Headline of the Day (Crazy Craig edition)

By Michael J.W. Stickings

This one's awesome:

With this, Craig himself qualifies as our Craziest Republican of the Day. How so? If you're trying to resurrect your image, and overcome a guilty plea, and recant on your resignation, and convince everyone (including your wife, family, and constituents) that you weren't looking for "lewd conduct" in a public restroom (even though you played by the rules of the tearoom/cottage and seemingly knew what you were doing, tap-tapping away) -- well, if you're trying to do all that, and more, I'm not sure hiring Michael Vick's lawyer is the best move you can make.

Not that I'd equate cruising for cock in a public restroom with abusing and killing dogs, but, well, you think a U.S. senator, even one in the firm grip of self-denial, would have a bit more sense, no?


Larry Craig = Bathroom Sex Senator.

I love that.


Can we find out, please, if Craig is a top or a bottom? Someone must know. I'm guessing... bottom.

Michael Rogers must know, surely -- or perhaps the Idaho Statesman?


Speaking of the Statesman, Craig's nemesis, here's our Lede of the Day: "To the dismay of fellow Republicans, Sen. Larry Craig launched a determined drive to save his seat today, vowing to stay in office if his guilty plea in a men’s room sex sting can soon be overturned."

Craig wants to clear his name, as he put it, and, according to The New York Times, he "delivered a letter to the Senate ethics committee today asking the committee to reject a complaint relating to his guilty plea in an airport sex sting operation," a move that "opens a potentially ugly battle between Mr. Craig and the Republican leadership, as Mr. Craig reconsiders his plans to resign from the Senate". The Statesman reported late today that "the ethics committee refused to set aside a complaint lodged against him".

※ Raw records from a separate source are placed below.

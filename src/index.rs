// pagekv - memory-mapped key-value storage
// Copyright Bitdrift, Inc. All rights reserved.
//
// Use of this source code is governed by a source available license that can be found in the
// LICENSE file or at:
// https://polyformproject.org/wp-content/uploads/2020/06/PolyForm-Shield-1.0.0.txt

//! In-memory index from key to the live record location in the payload.
//!
//! Two shapes, one per store mode: plaintext entries are plain offsets into the mapping;
//! encrypted entries additionally carry the cipher state at the record's payload offset
//! (so a read decrypts one record, not the whole log) and an inline plaintext copy of
//! small values.

use crate::coded::varint;
use crate::crypter::CipherState;
use ahash::AHashMap;

/// Values no longer than this keep a plaintext copy inline in the encrypted index.
pub const SMALL_VALUE_CACHE_LIMIT: usize = 256;

fn record_size(key_size: u32, value_size: u32) -> usize {
  varint::compute_size(u64::from(key_size))
    + key_size as usize
    + varint::compute_size(u64::from(value_size))
    + value_size as usize
}

fn value_offset_in_record(key_size: u32, value_size: u32) -> usize {
  varint::compute_size(u64::from(key_size))
    + key_size as usize
    + varint::compute_size(u64::from(value_size))
}

//
// PlainEntry
//

#[derive(Debug, Clone, Copy, PartialEq, Eq)]
pub struct PlainEntry {
  /// Record start, relative to the payload (payload offset 0 is file offset 4).
  pub offset: u32,
  pub key_size: u32,
  pub value_size: u32,
}

impl PlainEntry {
  #[must_use]
  pub fn record_size(&self) -> usize {
    record_size(self.key_size, self.value_size)
  }

  /// Payload offset of the value bytes.
  #[must_use]
  pub fn value_offset(&self) -> usize {
    self.offset as usize + value_offset_in_record(self.key_size, self.value_size)
  }
}

//
// CryptEntry
//

#[derive(Debug, Clone)]
pub struct CryptEntry {
  pub offset: u32,
  pub key_size: u32,
  pub value_size: u32,
  /// Cipher state at `offset`, cloned to decrypt this record alone.
  pub cipher: CipherState,
  /// Plaintext value for small values, decoded once at write/load time.
  pub cache: Option<Vec<u8>>,
}

impl CryptEntry {
  #[must_use]
  pub fn record_size(&self) -> usize {
    record_size(self.key_size, self.value_size)
  }

  /// Offset of the value bytes within the record.
  #[must_use]
  pub fn value_offset_in_record(&self) -> usize {
    value_offset_in_record(self.key_size, self.value_size)
  }
}

//
// KeyIndex
//

pub enum KeyIndex {
  Plain(AHashMap<String, PlainEntry>),
  Crypt(AHashMap<String, CryptEntry>),
}

impl KeyIndex {
  #[must_use]
  pub fn new(encrypted: bool) -> Self {
    if encrypted {
      Self::Crypt(AHashMap::new())
    } else {
      Self::Plain(AHashMap::new())
    }
  }

  #[must_use]
  pub fn len(&self) -> usize {
    match self {
      Self::Plain(map) => map.len(),
      Self::Crypt(map) => map.len(),
    }
  }

  #[must_use]
  pub fn is_empty(&self) -> bool {
    self.len() == 0
  }

  #[must_use]
  pub fn contains(&self, key: &str) -> bool {
    match self {
      Self::Plain(map) => map.contains_key(key),
      Self::Crypt(map) => map.contains_key(key),
    }
  }

  #[must_use]
  pub fn keys(&self) -> Vec<String> {
    match self {
      Self::Plain(map) => map.keys().cloned().collect(),
      Self::Crypt(map) => map.keys().cloned().collect(),
    }
  }

  /// Remove `key`, reporting whether it was present.
  pub fn remove(&mut self, key: &str) -> bool {
    match self {
      Self::Plain(map) => map.remove(key).is_some(),
      Self::Crypt(map) => map.remove(key).is_some(),
    }
  }

  pub fn clear(&mut self) {
    match self {
      Self::Plain(map) => map.clear(),
      Self::Crypt(map) => map.clear(),
    }
  }

  /// Total payload bytes occupied by the live records.
  #[must_use]
  pub fn live_size(&self) -> usize {
    match self {
      Self::Plain(map) => map.values().map(PlainEntry::record_size).sum(),
      Self::Crypt(map) => map.values().map(CryptEntry::record_size).sum(),
    }
  }
}
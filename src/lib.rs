// pagekv - memory-mapped key-value storage
// Copyright Bitdrift, Inc. All rights reserved.
//
// Use of this source code is governed by a source available license that can be found in the
// LICENSE file or at:
// https://polyformproject.org/wp-content/uploads/2020/06/PolyForm-Shield-1.0.0.txt

#![deny(
  clippy::expect_used,
  clippy::panic,
  clippy::todo,
  clippy::unimplemented,
  clippy::unreachable,
  clippy::unwrap_used
)]

#[cfg(test)]
mod tests;

pub mod coded;
pub mod crypter;
pub mod file_lock;
mod index;
pub mod memory_file;
pub mod meta;
mod paths;
pub mod runtime;
pub mod store;

pub use file_lock::LockMode;
pub use memory_file::SyncMode;
pub use runtime::{OpenOptions, Runtime};
pub use store::{Mode, Store};

//
// ErrorKind / RecoverStrategy
//

/// The recoverable error classes surfaced to a host-registered error handler during load.
#[derive(Debug, Clone, Copy, PartialEq, Eq)]
pub enum ErrorKind {
  /// The payload CRC did not match the sidecar digest.
  CrcCheckFail,
  /// The recorded payload length exceeds the data file.
  FileLength,
}

/// What the host wants done with a store that failed an integrity check.
#[derive(Debug, Clone, Copy, PartialEq, Eq)]
pub enum RecoverStrategy {
  /// Reset the store to empty.
  Discard,
  /// Keep whatever content is readable.
  Continue,
}

/// Handler invoked when a store fails an integrity check on load.
pub type ErrorHandler = dyn Fn(&str, ErrorKind) -> RecoverStrategy + Send + Sync;

/// Handler invoked with the store id whenever this process changes store content.
pub type ContentChangeHandler = dyn Fn(&str) + Send + Sync;

//
// Error
//

#[derive(thiserror::Error, Debug)]
pub enum Error {
  #[error("I/O failure: {0}")]
  Io(#[from] std::io::Error),
  #[error("store id must not be empty")]
  EmptyId,
  #[error("value decode failed: {0}")]
  Decode(String),
  #[error("crc mismatch: stored 0x{stored:08x}, computed 0x{computed:08x}")]
  CrcCheckFail { stored: u32, computed: u32 },
  #[error("actual size {actual_size} exceeds file size {file_size}")]
  FileLength { actual_size: usize, file_size: usize },
  #[error("cipher state mismatch: {0}")]
  Crypt(String),
}

pub type Result<T> = std::result::Result<T, Error>;
// pagekv - memory-mapped key-value storage
// Copyright Bitdrift, Inc. All rights reserved.
//
// Use of this source code is governed by a source available license that can be found in the
// LICENSE file or at:
// https://polyformproject.org/wp-content/uploads/2020/06/PolyForm-Shield-1.0.0.txt

//! Sidecar meta record, stored in the one-page `*.crc` file next to the data file.
//!
//! Packed little-endian layout, fixed for on-disk compatibility:
//! ```text
//! crc_digest : u32
//! version    : u32        // 1, 2, or 3
//! sequence   : u32        // v3+
//! iv         : u8[16]     // v2+
//! backup_iv  : u8[16]     // v3+
//! ```
//! The rest of the page is zero. Readers of a zero page see version 0, which marks a
//! freshly created store.

use bytes::{Buf, BufMut};

/// Original layout: size and CRC only.
pub const VERSION_BASE: u32 = 1;
/// Adds the random AES-CFB IV.
pub const VERSION_RANDOM_IV: u32 = 2;
/// Adds the write-back sequence and backup IV.
pub const VERSION_SEQUENCE: u32 = 3;

pub const IV_LEN: usize = 16;

//
// MetaInfo
//

#[derive(Debug, Clone, Copy, Default, PartialEq, Eq)]
pub struct MetaInfo {
  pub crc_digest: u32,
  pub version: u32,
  pub sequence: u32,
  pub iv: [u8; IV_LEN],
  pub backup_iv: [u8; IV_LEN],
}

impl MetaInfo {
  pub const ENCODED_LEN: usize = 4 + 4 + 4 + IV_LEN + IV_LEN;

  /// Decode from the head of `buf`. A buffer shorter than the full layout (including an
  /// all-zero fresh page) decodes to the default record.
  #[must_use]
  pub fn read(buf: &[u8]) -> Self {
    if buf.len() < Self::ENCODED_LEN {
      return Self::default();
    }
    let mut cursor = buf;
    let mut meta = Self {
      crc_digest: cursor.get_u32_le(),
      version: cursor.get_u32_le(),
      sequence: cursor.get_u32_le(),
      ..Self::default()
    };
    cursor.copy_to_slice(&mut meta.iv);
    cursor.copy_to_slice(&mut meta.backup_iv);
    meta
  }

  /// Encode into the head of `buf`, which must hold at least `ENCODED_LEN` bytes.
  pub fn write(&self, buf: &mut [u8]) {
    debug_assert!(buf.len() >= Self::ENCODED_LEN);
    let mut cursor = buf;
    cursor.put_u32_le(self.crc_digest);
    cursor.put_u32_le(self.version);
    cursor.put_u32_le(self.sequence);
    cursor.put_slice(&self.iv);
    cursor.put_slice(&self.backup_iv);
  }

  /// Whether the record carries a usable random IV.
  #[must_use]
  pub fn has_iv(&self) -> bool {
    self.version >= VERSION_RANDOM_IV
  }
}

#[cfg(test)]
#[path = "./meta_test.rs"]
mod tests;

And what is the Republican leadership saying? As Greg Sargent is reporting at TPM Election Central, Senator Mitch McConnell, the top Republican in the Senate, said this today: "If [Craig] is able to get he case favorably disposed of in Minneapolis [before Sept. 20] it would be his intention to come back to the Senate, to deal with the ethics committee case that he knows he will have, and to try to finish his term."

Craig may have told McConnell he was not planning to run for re-election, however, and that could have softened the latter's position. After all, it was not so long ago that the Republican leadership was forcing Craig out of his committee assignments and many Republicans were calling for his resignation.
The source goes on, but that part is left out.